The game revolves around men. There are a thousand strange rules regarding women on welfare and their men. And they have only to do with men. The Mensa minds down at Social Assistance headquarters haven’t twigged to the fact that some mothers have decided to make love to other women and sometimes have live-in relationships with them. Often one of the women will work outside the home and the other stay at home with the children. In instances like this welfare officials only consider the working woman to be a roommate, not a lover, so a portion of the stay-at-home mother’s welfare rent supplement would be docked, because technically the roommate would be paying half the rent. And that would be the only financial penalty. The “roommate” could be making seventy-five thousand dollars a year and welfare wouldn’t care, believing, presumably, that two women would not have sex, especially because one of them, the mother, had already demonstrated her gender preferences. So living with another woman presents no problems. But men, they were trouble.
At least having sex with them was trouble. Life became very messy. More messy than usual, that is, under those circumstances. Actually, it was okay to have quick sex during certain hours. But if a man stays overnight you’re off the dole. Welfare equates men with financial support. This always made us laugh. Lish said they obviously didn’t know the same men we knew. I guess they figured we’d had our chances at love and screwed up and now we could just think about that for awhile, at least while we were dependent on the generosity of the state and its tax payers. So, naturally, we were breaking the law all the time. Us and the women in Serenity Place. Men were crawling in and our of our beds, eating bits of our food that had been paid for by the dole, showering with water that was paid for by the dole, and, of course, pleasuring themselves with us, women who were kept by the dole. That cost. The woman anyway.

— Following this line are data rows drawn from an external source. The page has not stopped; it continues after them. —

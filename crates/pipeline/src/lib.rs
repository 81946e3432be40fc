//! Speech pipeline
//!
//! - `sarvam`: HTTP client for the vendor's speech-to-text, translate and
//!   text-to-speech endpoints
//! - `orchestrator`: speech-to-speech flow chaining the three calls

pub mod orchestrator;
pub mod sarvam;

pub use orchestrator::{PipelineResult, SpeechToSpeechPipeline};
pub use sarvam::{SarvamClient, SarvamConfig};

We were prostitutes for the state.
Okay, I’m repeating everything Lish told me. I actually had never thought of myself as a prostitute for the state. Anyway, no man had been in my bed since I had been on the dole. Never, actually, since I had never had sex in a bed. I lived with my father until I became pregnant. I had a pink frilly room with a single bed and a matching dresser. I had sex in fields, in cars, in stairwells, in basement cellars, in dark cemeteries, in the darkroom of my high school, in half-built houses, in between buildings, up against buildings, and in abandoned buildings. Groping, painful, wordless sex. The cigarettes afterwards were about as fulfilling. I was a kid. Anyway, the point is you have to be careful when you’re on the dole. The women at Serenity Place tried to catch us with men during daylight hours and we tried to catch them. If the same guy visited more than two or three times, rumours started to fly. Elaborate traps were set. Usually we didn’t even carry our plans out. It was just something to talk about and to solidify our own alliance. We could inform on someone in Serenity Place, but never on our own. The only reason why we even cared to rat on somebody in Serenity Place was because of the whole Sarah/Emmanuel incident. But still, Lish was playing it safe by not telling anyone, except me, about the letter and the possibility of the busker coming for a visit. Maybe even to stay. This was a good thing. I hoped she wouldn’t tell the twins. At least not for some time.